Across the country, in more than fifty lawsuits, various institutions—ranging from the University of Notre Dame, to a chain of arts and crafts stores, to Catholic Archdioceses, to a mining company—are challenging the requirement that they include prescription birth control among the services covered by the insurance they provide employees.1 In every case, the plaintiffs claim the contraception requirement violates their religious freedom.

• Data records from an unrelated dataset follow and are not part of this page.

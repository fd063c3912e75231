use chrono::Utc;
use sqlx::PgPool;
use storage::{
    dto::{
        common::Paginated,
        metric::{CreateMetricRequest, MetricFilter, MetricRecordResponse},
    },
    models::MetricRecord,
    repository::{AthleteRepository, MetricRepository},
    services::authorization::{Permission, Resource},
};
use uuid::Uuid;

use crate::error::{ApiResult, WebError};
use crate::middleware::auth::{AuthUser, authorize};

/// Paginated session history for an athlete
pub async fn list_metrics(
    pool: &PgPool,
    user: &AuthUser,
    athlete_id: Uuid,
    filter: &MetricFilter,
) -> ApiResult<Paginated<MetricRecordResponse>> {
    filter.validate().map_err(WebError::BadRequest)?;

    let athlete = AthleteRepository::new(pool).find_by_id(athlete_id).await?;
    authorize(user, Permission::ViewAthlete, Resource::Athlete(&athlete))?;

    let (records, total_items) = MetricRepository::new(pool).list(athlete_id, filter).await?;

    Ok(Paginated::new(
        records.into_iter().map(MetricRecordResponse::from).collect(),
        filter.page,
        filter.per_page,
        total_items,
    ))
}

/// Record one session. The stats must be for the athlete's sport.
pub async fn create_metric(
    pool: &PgPool,
    user: &AuthUser,
    athlete_id: Uuid,
    req: &CreateMetricRequest,
) -> ApiResult<MetricRecord> {
    let athlete = AthleteRepository::new(pool).find_by_id(athlete_id).await?;
    authorize(user, Permission::RecordMetrics, Resource::Athlete(&athlete))?;

    if req.stats.sport() != athlete.sport {
        return Err(WebError::BadRequest(format!(
            "Stats are for {} but the athlete plays {}",
            req.stats.sport(),
            athlete.sport
        )));
    }

    let record = MetricRepository::new(pool).create(athlete_id, req).await?;

    tracing::info!(
        record_id = %record.record_id,
        %athlete_id,
        recorded_by = %user.user_id(),
        "Metric record created"
    );

    Ok(record)
}

/// Delete a record. Verified records can only be removed by someone who may verify.
pub async fn delete_metric(pool: &PgPool, user: &AuthUser, record_id: Uuid) -> ApiResult<()> {
    let repo = MetricRepository::new(pool);
    let record = repo.find_by_id(record_id).await?;
    let athlete = AthleteRepository::new(pool)
        .find_by_id(record.athlete_id)
        .await?;

    let permission = if record.verified {
        Permission::VerifyMetrics
    } else {
        Permission::RecordMetrics
    };
    authorize(user, permission, Resource::Athlete(&athlete))?;

    repo.delete(record_id).await?;

    tracing::info!(%record_id, deleted_by = %user.user_id(), "Metric record deleted");

    Ok(())
}

/// Mark a record as verified by the athlete's coach (or an admin)
pub async fn verify_metric(
    pool: &PgPool,
    user: &AuthUser,
    record_id: Uuid,
) -> ApiResult<MetricRecord> {
    let repo = MetricRepository::new(pool);
    let record = repo.find_by_id(record_id).await?;
    let athlete = AthleteRepository::new(pool)
        .find_by_id(record.athlete_id)
        .await?;
    authorize(user, Permission::VerifyMetrics, Resource::Athlete(&athlete))?;

    if record.verified {
        return Err(WebError::BadRequest("Record is already verified".to_string()));
    }

    let record = repo.verify(record_id, user.user_id(), Utc::now()).await?;

    tracing::info!(%record_id, verified_by = %user.user_id(), "Metric record verified");

    Ok(record)
}
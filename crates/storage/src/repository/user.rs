use sqlx::PgPool;
use uuid::Uuid;

use crate::error::{Result, StorageError};
use crate::models::User;

pub struct UserRepository<'a> {
    pool: &'a PgPool,
}

impl<'a> UserRepository<'a> {
    pub fn new(pool: &'a PgPool) -> Self {
        Self { pool }
    }

    /// Find user by ID
    pub async fn find_by_id(&self, id: Uuid) -> Result<User> {
        sqlx::query_as::<_, User>(
            r#"
            SELECT user_id, email, first_name, last_name, role, created_at
            FROM users
            WHERE user_id = $1
            "#,
        )
        .bind(id)
        .fetch_optional(self.pool)
        .await?
        .ok_or(StorageError::NotFound)
    }
}
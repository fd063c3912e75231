use axum::{
    Router,
    routing::get,
};
use storage::Database;

use super::handlers::{create_athlete, get_athlete, list_athletes, update_athlete};

pub fn routes() -> Router<Database> {
    Router::new()
        .route("/athletes", get(list_athletes).post(create_athlete))
        .route("/athletes/:id", get(get_athlete).put(update_athlete))
}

These challenges to the contraception requirement are the most prominent of a rash of cases challenging antidiscrimination rules in the name of religion. Bakeries and bucolic inns close their doors to same-sex couples,2 Christian schools fire employees who get pregnant while unmarried,3 and nurses protest even taking the blood pressure of abortion patients.4 At the same time, we see calls for exemptions in antidiscrimination measures being debated in state legislatures. In every case, the refusal to provide services or equal treatment is rooted in religious beliefs.
These cases and legislative debates pose fundamental questions: Does the right to religious freedom include the right to impose your views on others? Does it include the right to impose your views on a diverse workforce? On customers and patients seeking services you offer the public? Does it include the right to close the door on customers—in your office or your bakery or your emergency room—because you disagree with the person seeking services? This Essay briefly addresses these questions by placing today’s debate in historic context and by addressing the most common arguments proffered in defense of the religious objector.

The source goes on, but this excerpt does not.